Tidak sendirian, saya berangkat bersama empat orang teman
yang lain. Semua sudah sesuai rencana, keberangkatan kereta tertulis di tiket
pukul 19.26, kami telah berkumpul di satu tempat (kosan teman waktu itu)
sekitar pukul 17.30, merasa AMAN karena jarak dari tempat kos ke Stasiun Tugu
Yogyakarta (yang juga dikenal dengan nama Stasiun Lempuyangan) tidak begitu
jauh, butuh sekitar 15 menit. Namun, kericuhan mulai terjadi manakala rencana
menuju ke stasiun naik taksi terganggu dengan statement para front office dari
tempat memesan taksi tersebut menyatakan “maaf mbak, sementara taksi yang masih
kosong (belum ada/sudah terpakai pengguna lain)”, coba-coba ke Merk taksi lain,
saat itu sekitar enam merk sudah dihubungi, hanya jawaban yang sama yang kami
peroleh.
Lengkap sudah kegelisahan sore menjelang malam tersebut, hujan
deras turun mengguyur Yogyakarta. Beberapa ide sempat muncul, mulai dari call
teman minta antar, call ojek, namun buntu, tidak ada bantuan dari arah sana.

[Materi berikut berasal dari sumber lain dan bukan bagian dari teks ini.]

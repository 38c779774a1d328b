use std::env;

#[derive(Debug, Clone)]
pub struct Config {
    pub database_url: String,
    pub static_dir: String,
    pub listen_addr: String,
    pub db_max_connections: u32,
    pub jwt_secret: String,
    pub admin: Option<AdminCredentials>,
}

#[derive(Debug, Clone)]
pub struct AdminCredentials {
    pub username: String,
    pub password: String,
}

#[derive(Debug, thiserror::Error)]
pub enum ConfigError {
    #[error("{0} must be set")]
    Missing(&'static str),

    #[error("{name} is not a valid number: {value}")]
    InvalidNumber { name: &'static str, value: String },
}

impl Config {
    /// Read settings from the process environment (after `.env` is loaded).
    pub fn from_env() -> Result<Self, ConfigError> {
        Self::from_lookup(|key| env::var(key).ok())
    }

    fn from_lookup<F>(lookup: F) -> Result<Self, ConfigError>
    where
        F: Fn(&str) -> Option<String>,
    {
        let database_url =
            lookup("DATABASE_URL").unwrap_or_else(|| "sqlite:drivequiz.db".to_string());
        let static_dir = lookup("STATIC_DIR").unwrap_or_else(|| "./static".to_string());
        let listen_addr = lookup("LISTEN_ADDR").unwrap_or_else(|| "0.0.0.0:3000".to_string());

        let db_max_connections = match lookup("DB_MAX_CONNECTIONS") {
            Some(value) => value.parse().map_err(|_| ConfigError::InvalidNumber {
                name: "DB_MAX_CONNECTIONS",
                value,
            })?,
            None => 5,
        };

        let jwt_secret = lookup("JWT_SECRET")
            .filter(|s| !s.is_empty())
            .ok_or(ConfigError::Missing("JWT_SECRET"))?;

        // Admin login stays disabled unless both are configured
        let admin = match (lookup("ADMIN_USERNAME"), lookup("ADMIN_PASSWORD")) {
            (Some(username), Some(password)) if !username.is_empty() && !password.is_empty() => {
                Some(AdminCredentials { username, password })
            }
            _ => None,
        };

        Ok(Self {
            database_url,
            static_dir,
            listen_addr,
            db_max_connections,
            jwt_secret,
            admin,
        })
    }
}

Nekat, akhirnya kami melaju menembus hujan, alhamdulillah, tidak lama berjalan,
melihat taksi kosong, tanpa tedeng aling-aling kami langsung melambaikan
tangan. Pak supir, dengan wajahnya yang welcome menyambut kami.
Kegelisahan masih menyelimuti suasana taksi, karena waktu
sudah begitu mepet. Sampai disana, masih dengan suasana Yogyakarta yang ramah,
kami disambut dan dilayani dengan baik oleh petugas stasiun. Agak lega
mendengar bahwa keberangkatan kereta ditunda sampai pukul 20.15. Wah, baru tau
kalau di kereta ada delay juga. Tak buang kesempatan, camera langsung standby.
Di tiket kereta tertera Eko-5/11A, artinya kelas ekonomi
(tapi AC lho), gerbong 5, dengan nomor kursi 11A. Ini juga baru saya ketahui.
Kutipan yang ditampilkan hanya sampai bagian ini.